God and God’s nature, Platonically understood, are the successors of the evaluative Forms and of the Good itself, and not merely are they successors, but they indicate metaphysical progress, for goodness looks like a quality, though Plato, as Aristotle realized, needs his forms to be substances. Unless goodness is substantiated in and as some sort of “good thing,” it appears to be an ungrounded quality, and hence incapable of doing the philosophical work for which it was proposed.[1]

Augustine ties the conceptual worlds of Plato and Judeo-Christian theism together nicely:

There is, accordingly, a good which alone is simple and, therefore, which alone is unchangeable—and this is God. This good has created all goods.[2]

There’s another theoretical advantage here. If there is such a thing as “the Good,” God’s being the Good makes sense of “the Good” being good, morally and metaphysically, unlike any merely abstract object—causally inert, impersonal, and unable to be good. “God is good,” then, obtains, both as an “is of predication” and “is of identity.” Another way to put it is in terms of the de re / de dicto distinction. “God is good” obtains both de dicto (the proposition is necessarily true in virtue of the requirements of the office of Deity) and de re (God himself is good—necessarily, essentially, perfectly).

 

2) God as The Good – A Recognizable Standard

The famous dilemma in Euthyphro—Is the pious loved by the gods because it is pious, or is it pious because it is loved by the gods?—was no dilemma for Plato; for him, the pious was loved by the gods because it was (obviously) pious.[3] Likewise, the Good was loved by the gods because they recognized that it is good.  For Plato, if you could see the Good directly you would immediately recognize its goodness:

In the knowable the last thing to be seen, and that with considerable effort, is the idea of the good; but once seen, it must be concluded that this is in fact the cause of all that is right and fair in everything.[4]

In Judeo-Christian theology, the same is true for God: If we could see Him as He is, we would immediately recognize his goodness. We get a glimpse of this in the book of Isaiah:

In the year of King Uzziah’s death I saw the Lord sitting on a throne, lofty and exalted, with the train of His robe filling the temple. Seraphim stood above Him…and one called out to another and said, “Holy, Holy, Holy, is the LORD of hosts, The whole earth is full of His glory.” And the foundations of the thresholds trembled at the voice of him who called out, while the temple was filling with smoke. Then I said, “Woe is me, for I am ruined! Because I am a man of unclean lips, And I live among a people of unclean lips; For my eyes have seen the King, the LORD of hosts.” (Isaiah 6:1-5)

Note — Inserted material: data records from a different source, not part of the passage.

//! Dominant body-color classification.
//!
//! Works in the OpenCV HSV scale (H in [0,179], S and V in [0,255]) because
//! the color bands were calibrated against footage processed in that scale.

use common::vision::ColorLabel;
use image::RgbImage;

/// Saturation below which a sample is treated as achromatic
const ACHROMATIC_SATURATION: f32 = 30.0;

/// Map a hue/saturation/value sample to a named color bucket.
///
/// Achromatic colors are resolved first; the chromatic branch walks ordered
/// hue bands with a wraparound at the red boundary. Always returns a label.
pub fn classify(hue: u32, saturation: f32, value: f32) -> ColorLabel {
    if saturation < ACHROMATIC_SATURATION {
        return if value < 50.0 {
            ColorLabel::Black
        } else if value > 200.0 {
            ColorLabel::White
        } else {
            ColorLabel::Gray
        };
    }

    if hue < 10 || hue > 160 {
        ColorLabel::Red
    } else if hue < 25 {
        ColorLabel::Orange
    } else if hue < 35 {
        ColorLabel::Yellow
    } else if hue < 85 {
        ColorLabel::Green
    } else if hue < 130 {
        ColorLabel::Blue
    } else if hue < 160 {
        ColorLabel::Purple
    } else {
        ColorLabel::Unidentified
    }
}

/// Classify the dominant color over the central 50%x50% crop of the image.
///
/// The crop is where the vehicle body most likely sits. The dominant hue is
/// the argmax of a 180-bin hue histogram; saturation and value are averaged
/// over the same crop.
pub fn dominant_color(image: &RgbImage) -> ColorLabel {
    let (width, height) = image.dimensions();
    if width == 0 || height == 0 {
        return ColorLabel::Unidentified;
    }

    let x0 = width / 4;
    let y0 = height / 4;
    let x1 = (3 * width / 4).max(x0 + 1).min(width);
    let y1 = (3 * height / 4).max(y0 + 1).min(height);

    let mut hue_histogram = [0u32; 180];
    let mut saturation_sum = 0u64;
    let mut value_sum = 0u64;
    let mut samples = 0u64;

    for y in y0..y1 {
        for x in x0..x1 {
            let pixel = image.get_pixel(x, y);
            let (h, s, v) = rgb_to_hsv(pixel.0[0], pixel.0[1], pixel.0[2]);
            hue_histogram[h as usize] += 1;
            saturation_sum += u64::from(s);
            value_sum += u64::from(v);
            samples += 1;
        }
    }

    if samples == 0 {
        return ColorLabel::Unidentified;
    }

    let dominant_hue = hue_histogram
        .iter()
        .enumerate()
        .max_by_key(|(_, count)| **count)
        .map(|(hue, _)| hue as u32)
        .unwrap_or(0);
    let mean_saturation = saturation_sum as f32 / samples as f32;
    let mean_value = value_sum as f32 / samples as f32;

    classify(dominant_hue, mean_saturation, mean_value)
}

/// RGB to HSV in the OpenCV scale: H in [0,179], S and V in [0,255]
pub(crate) fn rgb_to_hsv(r: u8, g: u8, b: u8) -> (u8, u8, u8) {
    let r_n = f32::from(r) / 255.0;
    let g_n = f32::from(g) / 255.0;
    let b_n = f32::from(b) / 255.0;

    let max = r_n.max(g_n).max(b_n);
    let min = r_n.min(g_n).min(b_n);
    let delta = max - min;

    let hue_degrees = if delta < 1e-6 {
        0.0
    } else if (max - r_n).abs() < 1e-6 {
        60.0 * (((g_n - b_n) / delta) % 6.0)
    } else if (max - g_n).abs() < 1e-6 {
        60.0 * (((b_n - r_n) / delta) + 2.0)
    } else {
        60.0 * (((r_n - g_n) / delta) + 4.0)
    };
    let hue_degrees = if hue_degrees < 0.0 {
        hue_degrees + 360.0
    } else {
        hue_degrees
    };

    let saturation = if max < 1e-6 { 0.0 } else { delta / max };

    let h = ((hue_degrees / 2.0).round() as u32).min(179) as u8;
    let s = (saturation * 255.0).round().min(255.0) as u8;
    let v = (max * 255.0).round().min(255.0) as u8;

    (h, s, v)
}

#[cfg(test)]
mod tests {
    use super::*;

    #[test]
    fn test_achromatic_branch_any_hue() {
        for hue in (0..180).step_by(7) {
            assert_eq!(classify(hue, 10.0, 30.0), ColorLabel::Black);
            assert_eq!(classify(hue, 29.9, 230.0), ColorLabel::White);
            assert_eq!(classify(hue, 0.0, 120.0), ColorLabel::Gray);
        }
    }

    #[test]
    fn test_red_wraparound() {
        for hue in 0..10 {
            assert_eq!(classify(hue, 200.0, 200.0), ColorLabel::Red);
        }
        for hue in 161..180 {
            assert_eq!(classify(hue, 200.0, 200.0), ColorLabel::Red);
        }
    }

    #[test]
    fn test_hue_band_boundaries() {
        assert_eq!(classify(9, 100.0, 100.0), ColorLabel::Red);
        assert_eq!(classify(10, 100.0, 100.0), ColorLabel::Orange);
        assert_eq!(classify(24, 100.0, 100.0), ColorLabel::Orange);
        assert_eq!(classify(25, 100.0, 100.0), ColorLabel::Yellow);
        assert_eq!(classify(34, 100.0, 100.0), ColorLabel::Yellow);
        assert_eq!(classify(35, 100.0, 100.0), ColorLabel::Green);
        assert_eq!(classify(84, 100.0, 100.0), ColorLabel::Green);
        assert_eq!(classify(85, 100.0, 100.0), ColorLabel::Blue);
        assert_eq!(classify(129, 100.0, 100.0), ColorLabel::Blue);
        assert_eq!(classify(130, 100.0, 100.0), ColorLabel::Purple);
        assert_eq!(classify(159, 100.0, 100.0), ColorLabel::Purple);
        // 160 falls outside every chromatic band
        assert_eq!(classify(160, 100.0, 100.0), ColorLabel::Unidentified);
        assert_eq!(classify(161, 100.0, 100.0), ColorLabel::Red);
    }

    #[test]
    fn test_rgb_to_hsv_primaries() {
        assert_eq!(rgb_to_hsv(255, 0, 0), (0, 255, 255));
        let (h, s, v) = rgb_to_hsv(0, 255, 0);
        assert_eq!((h, s, v), (60, 255, 255));
        let (h, _, _) = rgb_to_hsv(0, 0, 255);
        assert_eq!(h, 120);
        assert_eq!(rgb_to_hsv(0, 0, 0), (0, 0, 0));
        assert_eq!(rgb_to_hsv(255, 255, 255), (0, 0, 255));
    }

    #[test]
    fn test_dominant_color_solid_red_image() {
        let image = RgbImage::from_pixel(64, 48, image::Rgb([200, 10, 10]));
        assert_eq!(dominant_color(&image), ColorLabel::Red);
    }

    #[test]
    fn test_dominant_color_solid_white_image() {
        let image = RgbImage::from_pixel(64, 48, image::Rgb([240, 240, 240]));
        assert_eq!(dominant_color(&image), ColorLabel::White);
    }

    #[test]
    fn test_dominant_color_tiny_image_does_not_panic() {
        let image = RgbImage::from_pixel(1, 1, image::Rgb([0, 0, 0]));
        assert_eq!(dominant_color(&image), ColorLabel::Black);
    }
}
pub mod logging;

pub use logging::{init_structured_logging, init_with_service, LogConfig, LogFormat};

From Isaiah, we see the biblical perspective that rational creatures in God’s presence immediately recognize (and constantly proclaim) that He is good (which is one aspect of being holy). Along with this rational response, we also see emotional responses: the unfallen angels adore and worship God for His goodness and fallen man immediately realizes that he fails to meet this perfect standard of goodness.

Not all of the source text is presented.